Janice Posted Thu 31st of August, 2017 09:46:52 AM
93458,26,53 75608,26,59 Payer has indicated that the modifier is either invalid, incorrect or missing for this charge. what am i doing wrong
SuperCoder Answered Fri 01st of September, 2017 02:23:55 AM

HELLO

FOR CPT 93458:

  • If you are reporting only the professional component for the service (93458), you should append professional component modifier 26 to this code.
  • If you are reporting only the technical component for the service (93458), you should append technical component modifier TC to the code unless the hospital provided the technical component. In that case, do not append modifier TC because the hospital’s portion is inherently technical.
  • Do not append a professional or technical modifier to the code when reporting a global service in which one provider renders both the professional and technical components.
  • As for modifier 53: This modifier is used to indicate that a surgical procedure was terminated before completion.

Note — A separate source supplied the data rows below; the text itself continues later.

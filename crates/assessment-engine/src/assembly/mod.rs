//! Test assembly: picking the questions a session will present.
//!
//! Each assembler fulfils exactly one blueprint variant. Handing an assembler
//! a blueprint it does not own is a programming error and is reported as
//! [`AssemblyError::UnsupportedBlueprint`] rather than degraded around.

pub mod job_fit;
pub mod matching;
pub mod selector;
pub mod standard;

pub use job_fit::{GapInfo, IndicatorAllocation, JobFitAssembler, JobFitConfig, JobFitPlan};
pub use selector::{ItemAvailability, ItemSelector, SelectorConfig};
pub use standard::StandardAssembler;

use serde::{Deserialize, Serialize};

use crate::domain::{CompetencyId, QuestionId};
use crate::lookup::LookupError;

/// Request describing which questions a new session should contain.
#[derive(Debug, Clone, PartialEq, Serialize, Deserialize)]
#[serde(tag = "kind", rename_all = "snake_case")]
pub enum AssemblyBlueprint {
    Standard(StandardBlueprint),
    JobFit(JobFitBlueprint),
}

impl AssemblyBlueprint {
    pub const fn kind(&self) -> &'static str {
        match self {
            AssemblyBlueprint::Standard(_) => "standard",
            AssemblyBlueprint::JobFit(_) => "job_fit",
        }
    }
}

#[derive(Debug, Clone, PartialEq, Serialize, Deserialize)]
pub struct StandardBlueprint {
    pub competency_ids: Vec<CompetencyId>,
    pub questions_per_indicator: usize,
}

#[derive(Debug, Clone, PartialEq, Serialize, Deserialize)]
pub struct JobFitBlueprint {
    /// Occupation code of the benchmark profile, e.g. an O*NET SOC code.
    pub occupation_code: String,
    /// External identity of the candidate whose passport drives delta testing.
    #[serde(default)]
    pub candidate_id: Option<String>,
    /// 0-100; higher strictness lowers the gap needed to count as significant.
    #[serde(default)]
    pub strictness_level: Option<u8>,
}

/// Error raised by an assembler.
#[derive(Debug, thiserror::Error)]
pub enum AssemblyError {
    #[error("{assembler} assembler cannot handle a {actual} blueprint")]
    UnsupportedBlueprint {
        assembler: &'static str,
        actual: &'static str,
    },
    #[error(transparent)]
    Lookup(#[from] LookupError),
}

/// Produces an ordered list of question ids for a blueprint.
pub trait TestAssembler: Send + Sync {
    fn assemble(&self, blueprint: &AssemblyBlueprint) -> Result<Vec<QuestionId>, AssemblyError>;
}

Modifier 53 is to be appended to the surgeon’s fee only. Most Medicare carriers require a claim for a discontinued procedure to be submitted on paper with a copy of the operative note explaining in detail the reason the procedure was discontinued. Remember, a procedure can be aborted only if it has begun. In other words, if the surgical opening has not been prepared, there can be no billing by the surgeon. 

AS FOR CPT 75608: No such CPT code exist, there seems to be some typo error. Please check if that is the reason for denial. Secondly, following are the services considered included in cardiac catheterization/angiography procedures (93452-93461) when indicated through which one can make out if any additional CPT code from 70000series should be included or not:

  • Local anesthesia and/or sedation.
  • Introduction, positioning, and repositioning of catheters.
  • Recording of intracardiac and intravascular pressures.
  • Obtaining blood samples for blood gases.
  • Cardiac output measurements.
  • Monitoring services, e.g., ECCS, arterial pressures, oxygen saturation.
  • Vascular catheter and line removal.
  • Final Evaluation.
  • Written Report.
  • Swan Ganz Placement (93503).

Please also confirm from your payer the exact reason for denial, since 26, TC, and 53 modifers are allowable modifiers to be used with CPT code 93458.

HOPE THIS HELPS!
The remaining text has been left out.